Ecoles notées sur Google : les enseignants inquiets
Des commentaires malveillants pullulent dans les avis Google consacrés aux établissements scolaires des Alpes-maritimes. Une situation qui inquiète notamment les enseignants du Premier degré.
«Nous sommes sollicités, de plus en plus, par des collègues qui découvrent sur Google des avis sur leur école, et une note moyenne attribuée. Des noms sont parfois cités en mal, il est très difficile de supprimer les posts, nous tentons de le faire à chaque signalement. » Thierry Pajot, secrétaire général national du Syndicat des directrices et directeurs d’école, ne masque pas son inquiétude. Il a publié sur Twitter, ce 1er mai, cette notice d’alerte Si Internet apporte évidemment son lot de remarques positives et constructives, il sert aussi hélas de défouloir anonyme. Une société où tout le monde note tout le monde, son médecin, son chauffeur Uber, son coiffeur, son avocat, son boulanger, son restaurateur.
Une tendance inquiétante
La série d’anticipation Black Mirror avait d’ailleurs imaginé un monde où chacun est évalué en permanence, rendant, en cas de mauvaise appréciation, l’achat de l’appartement de ses rêves impossible. Les écoles du département font les frais de cette tendance inquiétante. Ainsi, après une recherche Google sur l’école Risso, dans le centre de Nice, on peut lire cet avis : « L’échec n’est pas seulement dû à l’enfant... dans cette école on surévalue les élèves afin d’être tranquille et on ferme les yeux sur les mauvais traitements. À fuir absolument si vous tenez à l’épanouissement de votre enfant. » Cinq avis ont été déposés sur cet établissement. Les quatre autres lui attribuent cinq étoiles, le maximum. Doit-on alors juger le seul commentaire négatif comme anecdotique ?

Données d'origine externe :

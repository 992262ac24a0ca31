//! Configuration module

mod site;

pub use site::FontsConfig;
pub use site::HeadConfig;
pub use site::HighlightConfig;
pub use site::PostsConfig;
pub use site::SiteConfig;
pub use site::SortOrder;
pub use site::ThemeConfig;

Ce n’est pas l’avis de Thierry Pajot, qui enseigne dans les Alpes-maritimes. « C’est grave. Dans une autre école niçoise, un internaute écrivait que l’établissement était formidable, à l’exception d’une maîtresse qu’il fallait virer. L’enseignante en question était citée, et n’était pas informée de la présence de ce message. C’est son directeur qui lui a annoncé. Alors certes, ‘‘méchante’’ ce n’est peut-être pas de la diffamation au sens juridique, mais elle l’a très très mal vécu. »
Sous le nom d’un établissement du Cannet, quelqu’un écrit : « Catastrophique
! Harcèlement moral des profs envers les élèves. J’avais déjà entendu quelques rumeurs c’est une honte. Hormis Mme XXX qui est
(1) une professionnelle ! » Ailleurs, plus à l’est, un autre fonctionnaire est visé : « Directeur enseignant pas très investi, plutôt meilleur en gardien de
grille. » Depuis qu’il a publié son tweet, Thierry Pajot a reçu de nombreuses remontées d’enseignants. Certains n’avaient jamais eu la curiosité d’aller voir. « Notre syndicat conseille désormais aux directeurs d’école d’assurer une veille informatique régulière sur ces avis. La société a évolué, tout est noté. »
Des dépôts de plainte
Quand un message diffamatoire est repéré, le syndicat informe immédiatement l’enseignant ou l’établissement concerné, la hiérarchie est prévenue. « On demande à notre collègue s’il veut aller plus loin ou pas. Si c’est son souhait, nous prenons un avocat avec dépôt de plainte pour diffamation. » Le syndicat souligne qu’il est quasi impossible de faire retirer ces avis : « Nous avons déjà demandé à Google, mais nous n’avons jamais réussi. Il faut une mesure contraignante pour qu’ils le fassent. » 1. Le prénom a été masqué.
On se rappelle qu’en février 2008, le site Note2be proposait déjà la notation des profs. L’énorme tollé qui avait suivi avait conduit à une plainte en justice et le site avait été vidé de sa substance. Une nouvelle tentative avait ensuite eu lieu avec « Notetonprof », il a connu le même sort.